¹ Metabolic Unit, Department of Clinical Chemistry, Free University Hospital, De Boelelaan 1117, 1081 HV Amsterdam, The Netherlands.
^a Author for correspondence. Fax 31-20-4440305; e-mail C.Jakobs{at}AZVU.NL

Background: Available methods for the determination of nanomolar concentrations of S-adenosylmethionine (SAM) and S-adenosylhomocysteine (SAH) in plasma and cerebrospinal fluid (CSF) are time-consuming. We wished to develop a method for their rapid and simultaneous measurement.
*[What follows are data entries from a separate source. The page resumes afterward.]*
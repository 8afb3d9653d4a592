//! On-disk load/save (§6): missing file on load is created containing a
//! single space; save always regenerates the all-tasks projection, never
//! whatever partial edit-mode text happens to be on screen, mirroring the
//! original's separate `save_buffer` used only for `text_buffer_save`.

use std::fs;
use std::path::Path;

use anyhow::{Context, Result};
use core_parser::serialize::{serialize, ProjectionFilter};
use core_state::World;
use core_text::Buffer;

/// Load `path` into a fresh buffer, creating it with a single space if it
/// doesn't exist. Every task starts in edit mode so the first parse renders
/// the whole file, matching `editor_load_text`'s initial
/// `mode_edit = TRUE` sweep.
pub fn load_or_create(path: &Path) -> Result<Buffer> {
    let content = match fs::read_to_string(path) {
        Ok(content) => content,
        Err(err) if err.kind() == std::io::ErrorKind::NotFound => {
            tracing::warn!(path = %path.display(), "file does not exist, creating it");
            fs::write(path, " ")
                .with_context(|| format!("creating {}", path.display()))?;
            " ".to_string()
        }
        Err(err) => {
            return Err(err).with_context(|| format!("reading {}", path.display()));
        }
    };
    Buffer::from_str(path.display().to_string(), &content)
}

/// Write the all-tasks projection of `world` to `path`, overwriting
/// whatever was there.
pub fn save(world: &World, path: &Path) -> Result<()> {
    let serialized = serialize(world, ProjectionFilter::AllTasks);
    fs::write(path, serialized.text).with_context(|| format!("writing {}", path.display()))?;
    tracing::info!(path = %path.display(), "save successful");
    Ok(())
}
Methods: We used tandem mass spectrometry (MS/MS) for the simultaneous determination of SAM and SAH, with stable-isotope-labeled internal standards. The ¹³C₅-SAH internal standard was enzymatically prepared using SAH-hydrolase and [¹³C₅]adenosine. The method comprises a weak anion-exchange solid-phase extraction procedure serving as clean-up step for the deproteinized plasma and CSF samples. After clean-up, samples were injected on a C₁₈ HPLC column, which was connected directly to the tandem mass spectrometer, operating in MS/MS mode.

Results: In plasma samples, the intraassay CVs for SAM and SAH were 4.2% and 4.0%, respectively, and the interassay CVs were 7.6% and 5.9%, respectively. In CSF, the intraassay CVs for SAM and SAH were 6.8% and 6.9%, respectively, and the interassay CVs were 4.2% and 5.5%, respectively. Mean recovery of SAM and SAH for both matrices at two concentrations was 93%. Detection limits for SAM and SAH in samples were 7.5 and 2.5 nmol/L, respectively. Concentrations of SAM and SAH in plasma from healthy subjects were within the previously reported ranges. In 10 CSF samples, the mean concentrations (range) were 248 (137–385) nmol/L for SAM and 11.3 (8.9–14.1) nmol/L for SAH.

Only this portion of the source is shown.